General characteristics
- Class & type: Ship of the line
- Tons burthen: 1918 tons
- Length: 171 ft 6 in (52.3 m) (gundeck)
- Beam: 51 ft 3 in (15.6 m)
- Depth of hold: 22 ft 7 in (6.9 m)
- Propulsion: Sails
- Sail plan: Full-rigged ship
- Armament: 70 guns of various weights of shot

= Spanish ship Infante (1750) =

Ship of the line of the Spanish Navy

Infante was a 70-gun ship of the line of the Spanish Navy. She was one of a class of three ships ordered in 1748 to the specification laid down by Ciprian Autran, and was designed and built at Havana by Pedro de Torres.
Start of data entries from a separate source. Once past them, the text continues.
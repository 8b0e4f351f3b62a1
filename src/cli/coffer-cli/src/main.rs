//! Coffer CLI - Command line interface.

use std::io::Write;
use std::path::{Path, PathBuf};
use std::time::Duration;

use anyhow::{bail, Context, Result};
use clap::{Parser, Subcommand};
use reqwest::{header, Client, Response, Url};
use serde::Deserialize;

/// Same budget the extension's bundle gives each secret request.
const SECRET_TIMEOUT: Duration = Duration::from_secs(5);

const BUNDLE_TIMEOUT: Duration = Duration::from_secs(30);

// ============================================================================
// CLI Structure
// ============================================================================

#[derive(Parser)]
#[command(name = "coffer")]
#[command(about = "Coffer CLI - Fetch secrets and the configuration bundle from a running broker")]
#[command(version)]
struct Cli {
    /// Coffer server address
    #[arg(long, default_value = "http://127.0.0.1:3000", env = "COFFER_ADDR")]
    addr: String,

    #[command(subcommand)]
    command: Commands,
}

#[derive(Subcommand)]
enum Commands {
    /// Secret lookups
    Secret {
        #[command(subcommand)]
        command: SecretCommands,
    },
    /// Download the configuration bundle
    Bundle {
        /// Write to this file instead of stdout
        #[arg(short, long)]
        output: Option<PathBuf>,
    },
}

#[derive(Subcommand)]
enum SecretCommands {
    /// Get a secret value
    Get {
        /// Secret name
        name: String,
    },
}

// ============================================================================
// API Types
// ============================================================================

#[derive(Debug, Deserialize)]
struct SecretResponse {
    value: String,
}

#[derive(Debug, Deserialize)]
struct ErrorResponse {
    error: String,
}

// ============================================================================
// HTTP Client
// ============================================================================

struct CofferClient {
    client: Client,
    base_url: String,
}

impl CofferClient {
    fn new(base_url: &str) -> Result<Self> {
        let client = Client::builder()
            .timeout(BUNDLE_TIMEOUT)
            .build()
            .context("Failed to create HTTP client")?;

        Ok(Self {
            client,
            base_url: base_url.trim_end_matches('/').to_string(),
        })
    }

    fn url(&self, path: &str) -> String {
        format!("{}{}", self.base_url, path)
    }

    /// Builds `/api/secrets/{name}` with `name` encoded as a single segment.
    fn secret_url(&self, name: &str) -> Result<Url> {
        let mut url = Url::parse(&self.base_url)
            .with_context(|| format!("Invalid server address: {}", self.base_url))?;
        url.path_segments_mut()
            .map_err(|_| anyhow::anyhow!("Server address cannot carry a path: {}", self.base_url))?
            .pop_if_empty()
            .extend(["api", "secrets", name]);
        Ok(url)
    }

    async fn secret_get(&self, name: &str) -> Result<String> {
        let resp = self
            .client
            .get(self.secret_url(name)?)
            .timeout(SECRET_TIMEOUT)
            .send()
            .await
            .context("Failed to connect to server")?;

        let resp = error_for_status(resp, "Get secret failed").await?;
        let secret: SecretResponse = resp.json().await.context("Failed to parse response")?;
        Ok(secret.value)
    }

    async fn bundle(&self) -> Result<Vec<u8>> {
        let resp = self
            .client
            .get(self.url("/config.js"))
            .send()
            .await
            .context("Failed to connect to server")?;

        let resp = error_for_status(resp, "Bundle download failed").await?;

        let content_type = resp
            .headers()
            .get(header::CONTENT_TYPE)
            .and_then(|v| v.to_str().ok())
            .unwrap_or_default()
            .to_string();
        if !content_type.starts_with("application/javascript") {
            bail!("Unexpected bundle content type: {:?}", content_type);
        }

        Ok(resp.bytes().await.context("Failed to read bundle")?.to_vec())
    }
}

/// Turns a non-success response into an error carrying the server's message.
async fn error_for_status(resp: Response, action: &str) -> Result<Response> {
    if resp.status().is_success() {
        return Ok(resp);
    }

    let status = resp.status();
    let error: ErrorResponse = resp.json().await.unwrap_or(ErrorResponse {
        error: status.canonical_reason().unwrap_or("Unknown error").into(),
    });
    bail!("{} ({}): {}", action, status.as_u16(), error.error)
}

// ============================================================================
// Command Handlers
// ============================================================================

async fn cmd_secret_get(client: &CofferClient, name: &str) -> Result<()> {
    if name.is_empty() {
        bail!("Secret name cannot be empty");
    }

    let value = client.secret_get(name).await?;
    println!("{}", value);
    Ok(())
}

async fn cmd_bundle(client: &CofferClient, output: Option<&Path>) -> Result<()> {
    let bytes = client.bundle().await?;

    match output {
        Some(path) => {
            tokio::fs::write(path, &bytes)
                .await
                .with_context(|| format!("Failed to write {}", path.display()))?;
            eprintln!("Wrote {} bytes to {}", bytes.len(), path.display());
        },
        None => {
            let mut stdout = std::io::stdout().lock();
            stdout.write_all(&bytes)?;
            stdout.flush()?;
        },
    }

    Ok(())
}

// ============================================================================
// Main
// ============================================================================

#[tokio::main]
async fn main() -> Result<()> {
    let cli = Cli::parse();
    let client = CofferClient::new(&cli.addr)?;

    match cli.command {
        Commands::Secret { command } => match command {
            SecretCommands::Get { name } => cmd_secret_get(&client, &name).await,
        },
        Commands::Bundle { output } => cmd_bundle(&client, output.as_deref()).await,
    }
}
Infante was laid down on 3 June 1748 and launched on 20 June 1750. She and her sister ships Galicia and Princesa were commissioned on 15 August 1751, and left Havana with the 80-gun Rayo on 1 March 1752 as a squadron under the overall command of Squadron Commander Francisco Ponce de Leon, arriving at Cádiz on 30 April. During the Siege of Havana, she was captured by the British on 13 August 1762, and commissioned into the Royal Navy as the third-rate HMS Infanta. She was decommissioned and sold in 1775.